- Theatrical release poster
- Directed by: Noor Bukhari
- Written by: Suraj Baba
- Produced by: Dr Shazia Hussain Dr Kasif Latif
- Starring: Noor Bukhari; Wali Hamid Ali Khan; Saud; Iftikhar Thakur; Shafqat Cheema; Sonu Sood; Faria Bukhari; Durdana Butt; Hina Rizvi;
- Edited by: Farhan Neo
- Music by: Wali Hamid Ali Khan, Kamran Akhtar Saji Ali
- Production companies: KSL Productions PMI
- Distributed by: Hum Films Eveready Pictures
- Release date: 22 July 2016 (Pakistan);
- Country: Pakistan
- Language: Urdu
- Box office: Rs 08.0 million

= Ishq Positive =

2016 film by Noor Bukhari

Ishq Positive is a 2016 Pakistani romantic comedy film directed by Noor Bukhari, written by Suraj Baba and produced by Shazia Hussain and Kashif Latif under the production banner of KSL Productions. The film stars Noor Bukhari, Wali Hamid Ali Khan, Saud, Saim Ali, Ahmed Ali, Faria Bukhari, Durdana Butt. The film was scheduled for release on Eid al-Adha 2015 but was delayed and then released on 22 July 2016. At the 4th Hum Awards CEO of Hum Network Limited Duraid Qureshi announced that the film would be released under the Hum Films banner.

==Plot==
The story revolves around Rajjo (Noor Bukhari) who runs away from her wedding because she did not want to marry Chaudhry Bashir (Saud). Then she meets Wali (Wali Hamid Ali Khan) who was engaged to Saud's sister. Wali convinces Rajjo to go back to Saud so that he can marry his sister. Then they both came back and the wedding preparations start.

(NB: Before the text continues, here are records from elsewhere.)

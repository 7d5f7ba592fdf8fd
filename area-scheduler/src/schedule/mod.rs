pub mod types;
pub mod shift_utils;
pub mod aggregate;
pub mod jobs;
pub mod roster;
pub mod validation;

pub use types::{
    Assignment, CapacityRecord, CapacityRemaining, DemandRecord, Job, JobResult, JobStatus, ScheduleEntry,
    SeatDemand, ShiftDefinition, UtilizationRow, UtilizationStatus, Worker,
};
pub use shift_utils::{parse_date, planning_horizon};
pub use aggregate::{aggregate_to_matrix, overloads};
pub use jobs::{assign_jobs_greedy, CapacityPool, JobAllocation};
pub use roster::{generate_roster, RosterPlan, RuleSet, WorkerLoad};
pub use validation::{validate_schedule, Conflict, ConflictKind};
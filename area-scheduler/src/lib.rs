//! Hourly capacity planning for work areas.
//!
//! Reads capacity tables, builds the per-area utilization matrix, allocates
//! jobs greedily against remaining capacity, and allocates shift rosters
//! under daily-hours and consecutive-day limits.

pub mod config;
pub mod error;
pub mod parser;
pub mod schedule;
pub mod display;
pub mod report;
pub mod web;

pub use config::PlannerConfig;
pub use error::{PlannerError, Result};
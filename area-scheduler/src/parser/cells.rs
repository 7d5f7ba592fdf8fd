/// Parses a loosely formatted numeric cell, returning 0.0 if nothing usable remains.
///
/// Keeps digits, '.', '-' and ','. With both separators present the last one
/// is the decimal mark; a lone ',' is a decimal comma.
pub fn clean_number(raw: &str) -> f64 {
    let filtered: String = raw
        .trim()
        .chars()
        .filter(|c| c.is_ascii_digit() || matches!(c, '.' | '-' | ','))
        .collect();
    if filtered.is_empty() {
        return 0.0;
    }

    let normalized = match (filtered.rfind('.'), filtered.rfind(',')) {
        (Some(dot), Some(comma)) if comma > dot => filtered.replace('.', "").replace(',', "."),
        (Some(_), Some(_)) => filtered.replace(',', ""),
        _ => filtered.replace(',', "."),
    };
    normalized.parse().unwrap_or(0.0)
}

/// Hour label of a capacity header row. Cells without any digit yield `None`.
pub fn parse_hour_label(raw: &str) -> Option<i32> {
    let cell = raw.trim();
    if cell.is_empty() {
        return None;
    }
    if let Ok(hour) = cell.parse::<i32>() {
        return Some(hour);
    }
    let digits: String = cell.chars().filter(|c| c.is_ascii_digit()).collect();
    if digits.is_empty() {
        return None;
    }
    digits.parse().ok()
}

/// Splits a multi-value cell on ',' or ';'
pub fn split_multi(raw: &str) -> Vec<String> {
    raw.split([',', ';'])
        .map(str::trim)
        .filter(|s| !s.is_empty())
        .map(String::from)
        .collect()
}

/// Lowercases a header and drops spaces, underscores and dashes
pub fn normalize_header(raw: &str) -> String {
    raw.trim()
        .chars()
        .filter(|c| !matches!(c, ' ' | '_' | '-'))
        .flat_map(char::to_lowercase)
        .collect()
}

/// Decodes uploaded bytes as UTF-8, dropping a BOM and replacing invalid sequences.
pub fn decode_text(bytes: &[u8]) -> String {
    let bytes = bytes.strip_prefix(b"\xEF\xBB\xBF").unwrap_or(bytes);
    String::from_utf8_lossy(bytes).into_owned()
}

#[cfg(test)]
mod tests {
    use super::*;

    #[test]
    fn test_clean_number() {
        assert_eq!(clean_number("1.234,50 kg"), 1234.50);
        assert_eq!(clean_number(""), 0.0);
        assert_eq!(clean_number("   "), 0.0);
        assert_eq!(clean_number("12,5"), 12.5);
        assert_eq!(clean_number("1,234.5"), 1234.5);
        assert_eq!(clean_number("-3 u"), -3.0);
        assert_eq!(clean_number("n/a"), 0.0);
        assert_eq!(clean_number("1-2"), 0.0);
        assert_eq!(clean_number("10"), 10.0);
    }

    #[test]
    fn test_parse_hour_label() {
        assert_eq!(parse_hour_label("6"), Some(6));
        assert_eq!(parse_hour_label("07:00"), Some(700));
        assert_eq!(parse_hour_label("h8"), Some(8));
        assert_eq!(parse_hour_label("total"), None);
        assert_eq!(parse_hour_label(""), None);
    }

    #[test]
    fn test_split_multi() {
        assert_eq!(split_multi("hc; surf,ar"), vec!["hc", "surf", "ar"]);
        assert!(split_multi(" ; ,").is_empty());
    }

    #[test]
    fn test_normalize_header() {
        assert_eq!(normalize_header(" contractHours "), "contracthours");
        assert_eq!(normalize_header("Start_Hour"), "starthour");
        assert_eq!(normalize_header("Job ID"), "jobid");
    }

    #[test]
    fn test_decode_text() {
        assert_eq!(decode_text(b"\xEF\xBB\xBFbodega;x"), "bodega;x");
        assert_eq!(decode_text(b"a\xFFb"), "a\u{FFFD}b");
    }
}
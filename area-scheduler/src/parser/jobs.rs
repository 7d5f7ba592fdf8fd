use std::fs;
use std::path::Path;

use tracing::{info, warn};

use crate::error::Result;
use crate::schedule::Job;
use super::cells::decode_text;
use super::columns::{cell, table_reader, Columns};

fn parse_or<T: std::str::FromStr>(value: &str, default: T, field: &str, line: u64) -> T {
    if value.is_empty() {
        return default;
    }
    match value.parse::<T>() {
        Ok(v) => v,
        Err(_) => {
            warn!(line, field, value, "unreadable job cell, using default");
            default
        }
    }
}

/// Largest magnitude accepted in the start hour and duration columns.
/// Hour labels such as "07:00" read as 700.
pub const HOUR_CELL_LIMIT: i32 = 10_000;

/// Integer column written as a number, e.g. "6" or "6.0"
fn parse_whole(value: &str, default: i32, field: &str, line: u64) -> i32 {
    let parsed: f64 = parse_or(value, f64::from(default), field, line);
    if !parsed.is_finite() || parsed.abs() > f64::from(HOUR_CELL_LIMIT) {
        warn!(line, field, value, "job cell out of range, using default");
        return default;
    }
    parsed.trunc() as i32
}

fn parse_quantity(value: &str, line: u64) -> f64 {
    let parsed: f64 = parse_or(value, 0.0, "quantity", line);
    if parsed.is_finite() {
        parsed
    } else {
        warn!(line, value, "non-finite quantity, using default");
        0.0
    }
}

/// Reads a job list with a header row.
///
/// Required columns: area, starthour, duration, quantity. Optional: jobid,
/// day. Missing required columns fail before any row is read; empty or
/// unreadable cells fall back to "" / 0 / 1 / 0.0, as do start hours and
/// durations beyond `HOUR_CELL_LIMIT` and non-finite quantities.
pub fn read_jobs(text: &str, delimiter: u8) -> Result<Vec<Job>> {
    let mut reader = table_reader(text, delimiter);
    let columns = Columns::from_headers(reader.headers()?);

    let area_col = columns.require("area")?;
    let start_col = columns.require("starthour")?;
    let duration_col = columns.require("duration")?;
    let quantity_col = columns.require("quantity")?;
    let id_col = columns.optional("jobid");
    let day_col = columns.optional("day");

    let mut jobs = Vec::new();
    for result in reader.records() {
        let record = result?;
        let line = record.position().map(|p| p.line()).unwrap_or(0);

        jobs.push(Job {
            id: cell(&record, id_col).to_string(),
            area: cell(&record, Some(area_col)).to_string(),
            day: cell(&record, day_col).to_string(),
            start_hour: parse_whole(cell(&record, Some(start_col)), 0, "starthour", line),
            duration: parse_whole(cell(&record, Some(duration_col)), 1, "duration", line),
            quantity: parse_quantity(cell(&record, Some(quantity_col)), line),
        });
    }

    info!(jobs = jobs.len(), "job list parsed");
    Ok(jobs)
}

pub fn load_jobs<P: AsRef<Path>>(path: P, delimiter: u8) -> Result<Vec<Job>> {
    let bytes = fs::read(path)?;
    read_jobs(&decode_text(&bytes), delimiter)
}

#[cfg(test)]
mod tests {
    use super::*;
    use crate::error::PlannerError;
    use crate::schedule::{assign_jobs_greedy, JobStatus, UtilizationRow};

    #[test]
    fn test_read_jobs() {
        let text = "JobID,Area,Day,StartHour,Duration,Quantity\nJ1,bodega,Mon,6,2,15\nJ2,surf,,7.0,,\n";
        let jobs = read_jobs(text, b',').unwrap();

        assert_eq!(jobs.len(), 2);
        assert_eq!(jobs[0].id, "J1");
        assert_eq!(jobs[0].day, "Mon");
        assert_eq!((jobs[0].start_hour, jobs[0].duration, jobs[0].quantity), (6, 2, 15.0));
        assert_eq!(jobs[1].day, "");
        assert_eq!((jobs[1].start_hour, jobs[1].duration, jobs[1].quantity), (7, 1, 0.0));
    }

    #[test]
    fn test_headers_are_case_insensitive_and_optional_columns_default() {
        let text = "AREA,starthour,DURATION,quantity\nhc,9,3,4.5\n";
        let jobs = read_jobs(text, b',').unwrap();
        assert_eq!(jobs[0].id, "");
        assert_eq!(jobs[0].day, "");
        assert_eq!(jobs[0].quantity, 4.5);
    }

    #[test]
    fn test_missing_required_column() {
        let text = "JobID,Area,StartHour,Quantity\nJ1,bodega,6,15\n";
        let err = read_jobs(text, b',').unwrap_err();
        match err {
            PlannerError::MissingColumn { column, found } => {
                assert_eq!(column, "duration");
                assert_eq!(found, vec!["JobID", "Area", "StartHour", "Quantity"]);
            }
            other => panic!("unexpected {:?}", other),
        }
    }

    #[test]
    fn test_out_of_range_cells_degrade() {
        let text = "area,starthour,duration,quantity\nbodega,9e99,2,5\nbodega,6,3e9,5\nbodega,-9e99,inf,NaN\n";
        let jobs = read_jobs(text, b',').unwrap();

        assert_eq!((jobs[0].start_hour, jobs[0].duration), (0, 2));
        assert_eq!((jobs[1].start_hour, jobs[1].duration), (6, 1));
        assert_eq!((jobs[2].start_hour, jobs[2].duration, jobs[2].quantity), (0, 1, 0.0));

        let matrix = vec![UtilizationRow::new("bodega".into(), String::new(), 0, 10.0, 0.0)];
        let allocation = assign_jobs_greedy(&matrix, &jobs);
        assert_eq!(allocation.results[0].assigned_total, 5.0);
        assert_eq!(allocation.results[1].status, JobStatus::Unassigned);
    }

    #[test]
    fn test_unreadable_cells_degrade() {
        let text = "area,starthour,duration,quantity\nar,seis,x,muchos\n";
        let jobs = read_jobs(text, b',').unwrap();
        assert_eq!((jobs[0].start_hour, jobs[0].duration, jobs[0].quantity), (0, 1, 0.0));
    }
}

They soon realize that they love each other.

==Cast==
- Noor Bukhari as Rajjo
- Wali Hamid Ali Khan as Wali
- Saud as Chaudhry Bashir
- Saim Ali
- Ahmed Ali
- Durdana Butt
- Sheeba Butt
- Kamran Mujahid
- Hina Rizvi as Neelo
- Iftikhar Thakur
- Marium Chaudary
- Maria Ilyas
- Sonu Sood
- Sana Fakhar

==Production==

===Marketing===
The first look of the film was revealed in June 2015. Initially the film was directed by Sangeeta and was scheduled for release on Eid al-Adha 2015 but it was delayed after Sangeeta left the project.

==Soundtrack==
The soundtrack of the film has been composed by Kamran Akhtar, Wali Hamid ALi Khan and Saji Ali and the lyrics have been given bylyricist A. M. Turaz from India. The music was launched in December 2015 at an event in Royal Palm Golf and Country Club, Lahore .

===List of tracks===

| No. | Title | Singer(s) | Length |
|---|---|---|---|
| 1. | "Dil Ka Panchi" | Damia Farooq, Wali Hamid Ali Khan | 04:30 |
| 2. | "Tujhe Bin Mora" | Wali Hamid Ali Khan | 04:00 |
| 3. | "Rab Diyaa Rab Janay – Duet" | Akriti Kakkar, Rahat Fateh Ali Khan | 04:00 |
| 4. | "Rab Diyaa Rab Janay – Solo" | Rahat Fateh Ali Khan | 04:20 |
| 5. | "Ya Ali" | Raga Boyz | 04:10 |
| 6. | "Kina Tenu" | Wali Hamid Ali Khan | 04:00 |
| 7. | "Naughty" | Sana Zulfiqar, Wali Hamid Ali Khan | 03:35 |
| 8. | "Noor E Khuda" | Akriti Kakkar, Wali Hamid Ali Khan | 04:00 |
| 9. | "Tera Nika Jiya" | Akriti Kakkar, Wali Hamid Ali Khan | 03:45 |
| 10. | "Vitamin" | Farah Anwar | 03:25 |

== Release ==
The film managed to collect over PKR 3 to 40 million in two Weeks. Movie cost is 20 million.